Se logra separar a los dos animales combatientes. La
princesa respira, libre de aquella pesadilla cruel. Sin embargo, apenas se ve
suelto el jabalí, carga sobre la pantera, con una fuerza increíble. La pantera
es grande, y, sin embargo, ahora es dominada por su enemigo. Nadie podría imaginar
tan formidable fuerza en el jabalí. La lucha es ahora más bárbara y encarnizada
aún que antes. Anita Delgado siente pena de los dos animales que se están
destrozando. El dolor vence en ella al interés por la lucha. No quiere ver el
final de ésta, y se retira.
Una cacería en las
márgenes del río.
La española aguarda impacientemente el momento de la cacería
de fieras. Hay en Anita Delgado una mezcla de inquietud y de alegría, de temor
y de gozo. La proximidad del peligro la emociona.

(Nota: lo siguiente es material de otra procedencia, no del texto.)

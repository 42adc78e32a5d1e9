pub mod apply;
pub mod config;
pub mod review;
pub mod scan;

use anyhow::{Context, Result};
use redact_config::Config;
use redact_core::{DetectionResult, StringBuffer};
use redact_session::ReviewSession;
use std::path::{Path, PathBuf};

use crate::cli::Inputs;

/// Read the document and its classifier result into a fresh session
pub fn load_session(inputs: &Inputs, config: &Config) -> Result<ReviewSession<StringBuffer>> {
    let text = std::fs::read_to_string(&inputs.file)
        .with_context(|| format!("Failed to read {}", inputs.file.display()))?;
    let json = std::fs::read_to_string(&inputs.detections)
        .with_context(|| format!("Failed to read {}", inputs.detections.display()))?;
    let detection = DetectionResult::from_json(&json)
        .with_context(|| format!("Invalid detection result in {}", inputs.detections.display()))?;

    if detection.malformed_entries > 0 {
        tracing::warn!(
            "Ignored {} malformed suggestion entries in {}",
            detection.malformed_entries,
            inputs.detections.display()
        );
    }

    let mut session = ReviewSession::new(StringBuffer::new(text), config.replacements.catalog());
    session.set_detection(detection);

    tracing::info!(
        "{}: {} occurrences in {} groups",
        inputs.file.display(),
        session.occurrences().len(),
        session.progress().unique_groups
    );

    Ok(session)
}

/// `notes.txt` -> `notes.txt.redacted`
pub fn default_output(file: &Path) -> PathBuf {
    let mut name = file.file_name().map(|n| n.to_os_string()).unwrap_or_default();
    name.push(".redacted");
    file.with_file_name(name)
}

#[cfg(test)]
mod tests {
    use super::*;

    pub(crate) fn write_inputs(dir: &Path, text: &str, json: &str) -> Inputs {
        let file = dir.join("note.txt");
        let detections = dir.join("note.json");
        std::fs::write(&file, text).unwrap();
        std::fs::write(&detections, json).unwrap();
        Inputs { file, detections }
    }

    #[test]
    fn test_default_output() {
        assert_eq!(
            default_output(Path::new("/tmp/notes.txt")),
            PathBuf::from("/tmp/notes.txt.redacted")
        );
    }

    #[test]
    fn test_load_session() {
        let dir = tempfile::tempdir().unwrap();
        let inputs = write_inputs(
            dir.path(),
            "Bob called\nBob",
            r#"{"containsPHI": true, "confidenceLevel": "high",
                "suggestions": [{"title": "Name", "message": "name", "examples": ["Bob"]}]}"#,
        );

        let session = load_session(&inputs, &Config::default()).unwrap();
        assert_eq!(session.occurrences().len(), 2);
        assert_eq!(session.occurrences()[0].suggested_replacement, "[NAME]");
    }

    #[test]
    fn test_load_session_missing_file() {
        let dir = tempfile::tempdir().unwrap();
        let inputs = Inputs {
            file: dir.path().join("missing.txt"),
            detections: dir.path().join("missing.json"),
        };
        let Err(err) = load_session(&inputs, &Config::default()) else {
            panic!("expected load_session to fail for a missing file");
        };
        assert!(err.to_string().contains("missing.txt"));
    }
}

Van todos los que han de tomar parte en la cacería hasta las
márgenes de un rio. Una vez llegados, suben a bordo de un barco pequeño.
Entonces, al verse sobre cubierta, del ánimo de la española desaparece toda
sensación de peligro. Hasta el barco no podrían llegar, a través del río, las
fieras. Es una mañana limpia, seca y ardiente. El río, bajo el sol fuerte,
tiene cabrilleos brillantes, transparencias maravillosas. La vegetación es
áspera y espléndida. Hay tigres por estos terrenos, La fiera más abundante es,
sin embargo, la pantera. Todos los días, por la mañana, las fieras van bajando
a las márgenes del río para beber.
El barco avanza lentamente, entre un silencio hondo. El
ruido más leve podría espantar y alejar a los animales que se acercasen a las
orillas del río.
Una brisa suave estremece débilmente las hojas de los enormes
árboles.
Sólo se escucha el piar de los pájaros innumerables en la
mañana quieta y azul.
La soledad es absoluta. Nadie habla. Con la mirada, con el
gesto se transmiten sus sensaciones los que van en el barco. Una profunda
ansiedad les domina. Sus miradas están fijas, anhelantes, en las orillas del
río. Nada delata la proximidad de ninguna fiera.